Now here is a study from 2012 which shows that out of control hyaluronidase that cause the hyaluronic acid to be broken down that is the issue. 

 

So inhibiting hyaluronidase (which would hopefully allow HA to do its part in repairing myelin) may be a potential treatment for brain aging. 

 

 

Sherman's lab has been studying MS and other conditions where myelin is damaged for more than 14 years. In 2005, he and his research team discovered that a sugar molecule, called hyaluronic acid, accumulates in areas of damage in the brains of humans and animals with demyelinating brain and spinal cord lesions. Their findings at the time, published in Nature Medicine, suggested that hyaluronic acid itself prevented remyelination by preventing cells that form myelin from differentiating in areas of brain damage.

The new study shows that the hyaluronic acid itself does not prevent the differentiation of myelin-forming cells. Rather, breakdown products generated by a specific enzyme that chews up hyaluronic acid -- called a hyaluronidase -- contribute to the remyelination failure.

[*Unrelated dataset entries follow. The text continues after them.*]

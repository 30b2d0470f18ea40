//! cli::commands::tasks
//!
//! List board tasks and start their timers.
//!
//! # Design
//!
//! The board client is async. Each handler builds a tokio runtime, blocks
//! on one async function and drops the runtime when done. The async
//! functions take the board and prompter as trait objects so tests can
//! drive them with [`MockBoard`](crate::board::mock::MockBoard).

use super::{interactive, load_config};
use crate::board::{MondayBoard, Task, TaskBoard};
use crate::core::config::Config;
use crate::engine::{Context, Outcome};
use crate::ui::{choose_one, output, Choice, PromptError, Prompter, TerminalPrompter};
use anyhow::{anyhow, Context as _, Result};

/// What to do with the selected task.
#[derive(Debug, Clone, Copy, PartialEq, Eq)]
enum TaskAction {
    Details,
    StartTimer,
}

const TASK_PROMPT: &str = "Select a task:";
const ACTION_PROMPT: &str = "What would you like to do?";

/// Run `tasks list`.
pub fn tasks_list(ctx: &Context, board: Option<&str>) -> Result<u8> {
    let config = load_config(None)?;
    let board_id = board_id(&config, board)?;
    let client = client(&config)?;
    let interactive = interactive(ctx, &config);
    let prompter = TerminalPrompter::stdio(interactive);

    let rt = tokio::runtime::Runtime::new()?;
    let outcome = rt.block_on(list_tasks(&client, &prompter, &board_id, interactive))?;
    Ok(super::report_outcome(&outcome, ctx.verbosity()))
}

/// Run `tasks timer`.
pub fn tasks_timer(ctx: &Context, task_id: &str, board: Option<&str>) -> Result<u8> {
    let config = load_config(None)?;
    let board_id = board_id(&config, board)?;
    let client = client(&config)?;

    let rt = tokio::runtime::Runtime::new()?;
    rt.block_on(client.start_timer(&board_id, task_id))
        .with_context(|| format!("Failed to start timer for task {}", task_id))?;
    output::print(format!("Timer started for task {}", task_id), ctx.verbosity());
    Ok(0)
}

fn board_id(config: &Config, given: Option<&str>) -> Result<String> {
    given
        .or(config.board_id())
        .map(String::from)
        .ok_or_else(|| anyhow!("No board given; pass --board or set board.board_id"))
}

fn client(config: &Config) -> Result<MondayBoard> {
    let token = config
        .board_credential()
        .ok_or(crate::board::BoardError::MissingCredential)?;
    let client = MondayBoard::new(
        config.board_base_url(),
        token,
        config.time_column().map(String::from),
    )?;
    Ok(client)
}

/// List incomplete tasks, then let the operator act on one.
///
/// Without prompts the list is printed and nothing else happens.
pub(crate) async fn list_tasks(
    board: &dyn TaskBoard,
    prompter: &dyn Prompter,
    board_id: &str,
    interactive: bool,
) -> Result<Outcome> {
    let tasks = board
        .incomplete_tasks(board_id)
        .await
        .with_context(|| format!("Failed to fetch tasks from board {}", board_id))?;

    if tasks.is_empty() {
        return Ok(Outcome::no_op("no incomplete tasks found"));
    }

    if !interactive {
        let lines: Vec<String> = tasks.iter().map(task_label).collect();
        return Ok(Outcome::succeeded(output::format_list(&lines, "")));
    }

    let options = tasks
        .iter()
        .map(|t| Choice::new(task_label(t), t))
        .collect();
    let task = match choose_one(prompter, TASK_PROMPT, options) {
        Ok(task) => task,
        Err(PromptError::Cancelled) => return Ok(Outcome::aborted("prompt cancelled")),
        Err(err) => return Err(err.into()),
    };

    let actions = vec![
        Choice::new("View task details", TaskAction::Details),
        Choice::new("Start timer", TaskAction::StartTimer),
    ];
    let action = match choose_one(prompter, ACTION_PROMPT, actions) {
        Ok(action) => action,
        Err(PromptError::Cancelled) => return Ok(Outcome::aborted("prompt cancelled")),
        Err(err) => return Err(err.into()),
    };

    match action {
        TaskAction::Details => Ok(Outcome::succeeded(details(task))),
        TaskAction::StartTimer => {
            board
                .start_timer(board_id, &task.id)
                .await
                .with_context(|| format!("Failed to start timer for task {}", task.id))?;
            Ok(Outcome::succeeded(format!("Timer started for {}", task.name)))
        }
    }
}

fn task_label(task: &Task) -> String {
    format!("{} (#{})", task.name, task.id)
}

fn details(task: &Task) -> String {
    let mut lines = vec![
        format!("Task:    {}", task.name),
        format!("Id:      {}", task.id),
    ];
    if let Some(state) = &task.state {
        lines.push(format!("State:   {}", state));
    }
    if let Some(creator) = &task.creator {
        lines.push(format!("Creator: {} ({})", creator.name, creator.id));
    }
    lines.join("\n")
}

This enzyme is highly elevated in MS patient brain lesions and in the nervous systems of animals with an MS-like disease. The research team, which included OHSU pediatric neurologist Stephen Back, M.D., and OHSU neuroscientist Steve Matsumoto, Ph.D., found that by blocking hyaluronidase activity, they could promote myelin-forming cell differentiation and remyelination in the mice with the MS-like disease. Most significantly, the drug that blocked hyaluronidase activity led to improved nerve cell function.